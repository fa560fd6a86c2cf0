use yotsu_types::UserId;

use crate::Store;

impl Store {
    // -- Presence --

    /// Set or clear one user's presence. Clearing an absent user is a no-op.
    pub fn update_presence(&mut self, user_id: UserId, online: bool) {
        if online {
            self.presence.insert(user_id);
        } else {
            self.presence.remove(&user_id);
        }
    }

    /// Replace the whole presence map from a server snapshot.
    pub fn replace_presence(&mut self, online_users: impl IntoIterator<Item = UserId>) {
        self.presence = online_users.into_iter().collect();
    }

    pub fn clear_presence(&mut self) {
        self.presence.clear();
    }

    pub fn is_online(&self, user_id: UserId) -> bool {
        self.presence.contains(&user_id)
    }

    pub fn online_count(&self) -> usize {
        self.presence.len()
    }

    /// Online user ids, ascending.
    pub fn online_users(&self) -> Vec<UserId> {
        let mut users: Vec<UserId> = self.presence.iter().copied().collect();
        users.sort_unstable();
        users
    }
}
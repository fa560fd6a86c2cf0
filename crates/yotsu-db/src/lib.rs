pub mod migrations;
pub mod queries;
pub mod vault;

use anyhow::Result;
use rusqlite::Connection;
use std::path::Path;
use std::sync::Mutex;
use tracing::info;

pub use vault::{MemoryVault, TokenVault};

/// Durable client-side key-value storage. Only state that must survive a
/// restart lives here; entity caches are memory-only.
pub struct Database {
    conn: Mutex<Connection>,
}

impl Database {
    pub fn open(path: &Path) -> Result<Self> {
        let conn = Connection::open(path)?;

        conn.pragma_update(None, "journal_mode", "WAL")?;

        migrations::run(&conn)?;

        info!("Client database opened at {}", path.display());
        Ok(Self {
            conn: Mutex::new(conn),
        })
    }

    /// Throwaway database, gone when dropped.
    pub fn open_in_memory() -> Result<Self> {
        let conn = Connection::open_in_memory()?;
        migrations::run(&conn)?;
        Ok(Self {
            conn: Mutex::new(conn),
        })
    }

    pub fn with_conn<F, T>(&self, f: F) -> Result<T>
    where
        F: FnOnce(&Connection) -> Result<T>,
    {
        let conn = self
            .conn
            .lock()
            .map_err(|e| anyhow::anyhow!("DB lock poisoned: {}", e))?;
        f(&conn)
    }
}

#####

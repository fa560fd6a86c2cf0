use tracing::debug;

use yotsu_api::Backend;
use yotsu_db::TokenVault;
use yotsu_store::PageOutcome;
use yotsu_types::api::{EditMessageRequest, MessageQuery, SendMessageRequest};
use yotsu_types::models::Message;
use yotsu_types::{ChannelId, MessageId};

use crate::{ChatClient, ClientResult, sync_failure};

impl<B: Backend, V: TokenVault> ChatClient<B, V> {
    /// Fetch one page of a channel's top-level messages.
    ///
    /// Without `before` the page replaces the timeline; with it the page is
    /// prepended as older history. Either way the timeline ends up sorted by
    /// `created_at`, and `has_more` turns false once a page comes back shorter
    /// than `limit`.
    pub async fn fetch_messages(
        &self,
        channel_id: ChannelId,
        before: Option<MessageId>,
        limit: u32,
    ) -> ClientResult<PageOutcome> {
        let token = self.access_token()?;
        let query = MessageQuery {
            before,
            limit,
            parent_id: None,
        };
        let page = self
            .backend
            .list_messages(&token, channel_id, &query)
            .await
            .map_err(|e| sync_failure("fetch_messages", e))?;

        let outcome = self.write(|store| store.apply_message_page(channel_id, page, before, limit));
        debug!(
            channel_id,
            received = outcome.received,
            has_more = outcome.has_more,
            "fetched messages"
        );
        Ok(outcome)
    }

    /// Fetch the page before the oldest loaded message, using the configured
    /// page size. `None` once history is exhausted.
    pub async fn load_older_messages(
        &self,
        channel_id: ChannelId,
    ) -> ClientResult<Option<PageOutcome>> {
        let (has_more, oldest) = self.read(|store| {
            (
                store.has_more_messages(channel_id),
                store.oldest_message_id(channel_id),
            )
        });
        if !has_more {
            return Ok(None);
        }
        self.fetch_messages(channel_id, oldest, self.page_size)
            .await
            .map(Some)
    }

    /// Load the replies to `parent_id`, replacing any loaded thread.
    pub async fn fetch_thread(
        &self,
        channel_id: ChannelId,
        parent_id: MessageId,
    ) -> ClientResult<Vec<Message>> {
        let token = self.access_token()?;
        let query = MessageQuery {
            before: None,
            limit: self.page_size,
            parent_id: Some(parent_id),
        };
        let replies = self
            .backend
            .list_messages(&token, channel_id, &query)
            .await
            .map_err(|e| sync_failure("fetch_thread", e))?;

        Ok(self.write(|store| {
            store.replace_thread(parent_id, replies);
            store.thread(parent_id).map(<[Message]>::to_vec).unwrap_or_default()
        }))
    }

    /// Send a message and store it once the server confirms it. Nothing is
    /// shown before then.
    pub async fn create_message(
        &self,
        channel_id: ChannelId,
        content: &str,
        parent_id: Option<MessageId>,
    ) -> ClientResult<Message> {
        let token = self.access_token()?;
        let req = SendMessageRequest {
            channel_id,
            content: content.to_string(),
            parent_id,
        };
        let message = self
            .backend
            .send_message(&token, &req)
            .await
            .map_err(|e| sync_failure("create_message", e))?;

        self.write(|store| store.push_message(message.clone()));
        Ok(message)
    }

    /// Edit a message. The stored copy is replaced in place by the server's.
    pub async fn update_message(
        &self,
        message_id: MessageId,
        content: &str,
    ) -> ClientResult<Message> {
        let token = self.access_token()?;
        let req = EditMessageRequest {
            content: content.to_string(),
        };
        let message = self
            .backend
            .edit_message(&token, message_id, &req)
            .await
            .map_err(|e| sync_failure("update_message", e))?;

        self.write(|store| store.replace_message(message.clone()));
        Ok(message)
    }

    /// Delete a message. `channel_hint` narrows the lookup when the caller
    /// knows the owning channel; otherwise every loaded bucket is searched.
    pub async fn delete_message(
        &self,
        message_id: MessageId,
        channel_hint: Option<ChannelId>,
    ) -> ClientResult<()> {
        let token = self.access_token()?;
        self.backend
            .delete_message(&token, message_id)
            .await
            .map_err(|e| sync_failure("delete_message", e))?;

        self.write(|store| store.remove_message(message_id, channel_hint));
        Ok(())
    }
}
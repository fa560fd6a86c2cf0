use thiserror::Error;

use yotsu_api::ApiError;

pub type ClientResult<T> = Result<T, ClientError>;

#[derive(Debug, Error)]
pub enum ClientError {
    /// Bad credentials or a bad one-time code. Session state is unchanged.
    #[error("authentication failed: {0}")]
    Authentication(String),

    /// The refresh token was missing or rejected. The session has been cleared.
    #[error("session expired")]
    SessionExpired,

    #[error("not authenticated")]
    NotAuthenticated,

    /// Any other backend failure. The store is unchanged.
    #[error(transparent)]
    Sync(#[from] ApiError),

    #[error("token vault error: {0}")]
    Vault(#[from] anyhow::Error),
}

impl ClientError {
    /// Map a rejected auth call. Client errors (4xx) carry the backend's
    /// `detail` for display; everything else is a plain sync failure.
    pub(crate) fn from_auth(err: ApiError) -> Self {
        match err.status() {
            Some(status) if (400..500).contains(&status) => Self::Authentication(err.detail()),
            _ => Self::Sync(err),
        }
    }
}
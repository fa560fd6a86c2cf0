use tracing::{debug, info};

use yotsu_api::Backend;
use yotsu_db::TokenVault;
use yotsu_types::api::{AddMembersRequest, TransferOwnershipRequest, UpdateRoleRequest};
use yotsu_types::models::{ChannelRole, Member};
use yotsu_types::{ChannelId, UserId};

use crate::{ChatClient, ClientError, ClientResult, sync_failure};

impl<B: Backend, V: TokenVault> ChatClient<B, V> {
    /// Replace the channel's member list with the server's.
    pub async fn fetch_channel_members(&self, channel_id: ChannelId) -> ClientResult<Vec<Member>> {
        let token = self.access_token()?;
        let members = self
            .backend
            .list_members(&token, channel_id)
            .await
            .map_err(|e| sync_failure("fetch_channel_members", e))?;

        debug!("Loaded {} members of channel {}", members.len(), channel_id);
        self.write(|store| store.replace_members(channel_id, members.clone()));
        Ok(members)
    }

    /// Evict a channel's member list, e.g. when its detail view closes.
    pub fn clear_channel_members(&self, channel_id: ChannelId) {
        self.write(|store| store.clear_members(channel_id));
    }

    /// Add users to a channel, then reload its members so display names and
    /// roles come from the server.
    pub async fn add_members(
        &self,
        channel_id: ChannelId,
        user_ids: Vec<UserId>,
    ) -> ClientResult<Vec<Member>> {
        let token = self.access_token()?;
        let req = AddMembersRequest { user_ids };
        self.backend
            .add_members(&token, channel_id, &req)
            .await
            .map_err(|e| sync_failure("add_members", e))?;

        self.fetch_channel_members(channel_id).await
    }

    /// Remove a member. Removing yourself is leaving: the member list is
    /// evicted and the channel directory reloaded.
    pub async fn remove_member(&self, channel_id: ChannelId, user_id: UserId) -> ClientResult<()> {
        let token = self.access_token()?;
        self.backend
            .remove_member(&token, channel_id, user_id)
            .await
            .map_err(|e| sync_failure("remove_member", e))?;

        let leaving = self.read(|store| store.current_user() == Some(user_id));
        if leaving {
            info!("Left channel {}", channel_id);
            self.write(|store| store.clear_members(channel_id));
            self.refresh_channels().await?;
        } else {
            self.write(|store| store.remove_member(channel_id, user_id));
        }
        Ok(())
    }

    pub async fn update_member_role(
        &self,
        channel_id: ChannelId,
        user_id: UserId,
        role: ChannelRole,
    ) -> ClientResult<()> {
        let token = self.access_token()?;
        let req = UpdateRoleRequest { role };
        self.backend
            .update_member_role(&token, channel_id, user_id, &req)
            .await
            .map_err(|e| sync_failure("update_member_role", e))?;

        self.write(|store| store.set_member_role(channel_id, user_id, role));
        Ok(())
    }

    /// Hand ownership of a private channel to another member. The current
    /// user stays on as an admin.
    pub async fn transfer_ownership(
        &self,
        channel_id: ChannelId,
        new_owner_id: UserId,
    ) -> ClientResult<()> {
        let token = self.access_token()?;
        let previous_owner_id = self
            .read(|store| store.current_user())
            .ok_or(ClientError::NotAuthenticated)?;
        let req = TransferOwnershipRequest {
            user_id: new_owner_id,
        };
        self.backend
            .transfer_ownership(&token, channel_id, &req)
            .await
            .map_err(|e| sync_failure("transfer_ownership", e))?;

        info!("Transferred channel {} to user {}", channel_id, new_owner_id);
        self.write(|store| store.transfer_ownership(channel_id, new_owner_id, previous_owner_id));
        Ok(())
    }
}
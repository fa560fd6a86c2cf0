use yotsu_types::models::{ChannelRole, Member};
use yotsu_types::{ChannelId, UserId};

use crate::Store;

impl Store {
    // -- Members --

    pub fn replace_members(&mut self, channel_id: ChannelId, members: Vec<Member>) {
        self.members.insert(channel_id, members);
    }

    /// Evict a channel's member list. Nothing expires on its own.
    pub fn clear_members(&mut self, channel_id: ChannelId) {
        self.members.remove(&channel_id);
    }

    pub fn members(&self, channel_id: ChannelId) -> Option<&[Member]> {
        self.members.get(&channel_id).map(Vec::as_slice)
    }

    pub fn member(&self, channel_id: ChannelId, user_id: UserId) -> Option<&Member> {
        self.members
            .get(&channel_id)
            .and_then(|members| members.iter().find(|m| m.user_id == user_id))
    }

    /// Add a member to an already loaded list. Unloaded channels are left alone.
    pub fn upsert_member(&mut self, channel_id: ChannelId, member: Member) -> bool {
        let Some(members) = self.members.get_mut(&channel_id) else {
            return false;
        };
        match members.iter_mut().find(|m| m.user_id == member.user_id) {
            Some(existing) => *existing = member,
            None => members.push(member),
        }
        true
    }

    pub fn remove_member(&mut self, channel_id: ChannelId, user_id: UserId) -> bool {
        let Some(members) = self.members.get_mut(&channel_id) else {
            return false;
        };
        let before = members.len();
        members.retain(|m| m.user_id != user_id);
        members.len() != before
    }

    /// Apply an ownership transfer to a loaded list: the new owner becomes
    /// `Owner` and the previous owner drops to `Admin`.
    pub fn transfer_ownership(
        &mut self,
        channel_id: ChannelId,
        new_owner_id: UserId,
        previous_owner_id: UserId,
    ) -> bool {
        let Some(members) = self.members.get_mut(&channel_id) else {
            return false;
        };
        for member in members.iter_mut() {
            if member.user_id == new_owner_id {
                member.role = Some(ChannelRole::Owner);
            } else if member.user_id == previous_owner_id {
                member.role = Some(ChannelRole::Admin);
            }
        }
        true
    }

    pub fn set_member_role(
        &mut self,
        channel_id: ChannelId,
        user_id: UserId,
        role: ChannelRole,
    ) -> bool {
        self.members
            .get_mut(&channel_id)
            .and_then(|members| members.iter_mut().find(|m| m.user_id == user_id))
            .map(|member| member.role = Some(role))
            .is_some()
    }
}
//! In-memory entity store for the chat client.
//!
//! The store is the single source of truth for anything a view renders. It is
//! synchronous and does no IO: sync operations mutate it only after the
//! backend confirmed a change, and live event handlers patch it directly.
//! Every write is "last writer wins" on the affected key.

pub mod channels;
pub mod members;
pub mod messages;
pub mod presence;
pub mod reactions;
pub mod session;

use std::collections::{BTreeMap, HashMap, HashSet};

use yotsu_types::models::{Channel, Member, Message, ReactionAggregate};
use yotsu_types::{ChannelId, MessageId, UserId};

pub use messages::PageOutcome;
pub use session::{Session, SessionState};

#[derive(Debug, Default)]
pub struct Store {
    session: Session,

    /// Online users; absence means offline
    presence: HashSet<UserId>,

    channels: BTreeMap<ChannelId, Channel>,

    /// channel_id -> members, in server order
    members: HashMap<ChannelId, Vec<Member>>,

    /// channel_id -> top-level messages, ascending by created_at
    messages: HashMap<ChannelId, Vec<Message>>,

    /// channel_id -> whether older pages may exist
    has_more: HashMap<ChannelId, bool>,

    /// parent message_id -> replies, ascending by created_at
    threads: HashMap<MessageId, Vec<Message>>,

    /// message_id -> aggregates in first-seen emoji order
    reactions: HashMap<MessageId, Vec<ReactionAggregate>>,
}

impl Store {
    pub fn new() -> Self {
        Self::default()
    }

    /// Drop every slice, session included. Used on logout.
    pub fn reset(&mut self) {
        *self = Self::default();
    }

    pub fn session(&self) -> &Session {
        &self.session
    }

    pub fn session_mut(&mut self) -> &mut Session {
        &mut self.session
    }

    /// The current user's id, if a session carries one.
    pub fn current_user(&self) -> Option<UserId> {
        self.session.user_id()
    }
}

#####

WHAT THE EXERCISE ASKS> Output exactly the lines of the material above from the one containing "bucket is searched." up to and including the one containing "plain sync failure.".

YOUR SOLUTION>
    /// knows the owning channel; otherwise every loaded bucket is searched.
    pub async fn delete_message(
        &self,
        message_id: MessageId,
        channel_hint: Option<ChannelId>,
    ) -> ClientResult<()> {
        let token = self.access_token()?;
        self.backend
            .delete_message(&token, message_id)
            .await
            .map_err(|e| sync_failure("delete_message", e))?;

        self.write(|store| store.remove_message(message_id, channel_hint));
        Ok(())
    }
}
repository fa560fd6a86c2cf0
use thiserror::Error;

use yotsu_api::ApiError;

pub type ClientResult<T> = Result<T, ClientError>;

#[derive(Debug, Error)]
pub enum ClientError {
    /// Bad credentials or a bad one-time code. Session state is unchanged.
    #[error("authentication failed: {0}")]
    Authentication(String),

    /// The refresh token was missing or rejected. The session has been cleared.
    #[error("session expired")]
    SessionExpired,

    #[error("not authenticated")]
    NotAuthenticated,

    /// Any other backend failure. The store is unchanged.
    #[error(transparent)]
    Sync(#[from] ApiError),

    #[error("token vault error: {0}")]
    Vault(#[from] anyhow::Error),
}

impl ClientError {
    /// Map a rejected auth call. Client errors (4xx) carry the backend's
    /// `detail` for display; everything else is a plain sync failure.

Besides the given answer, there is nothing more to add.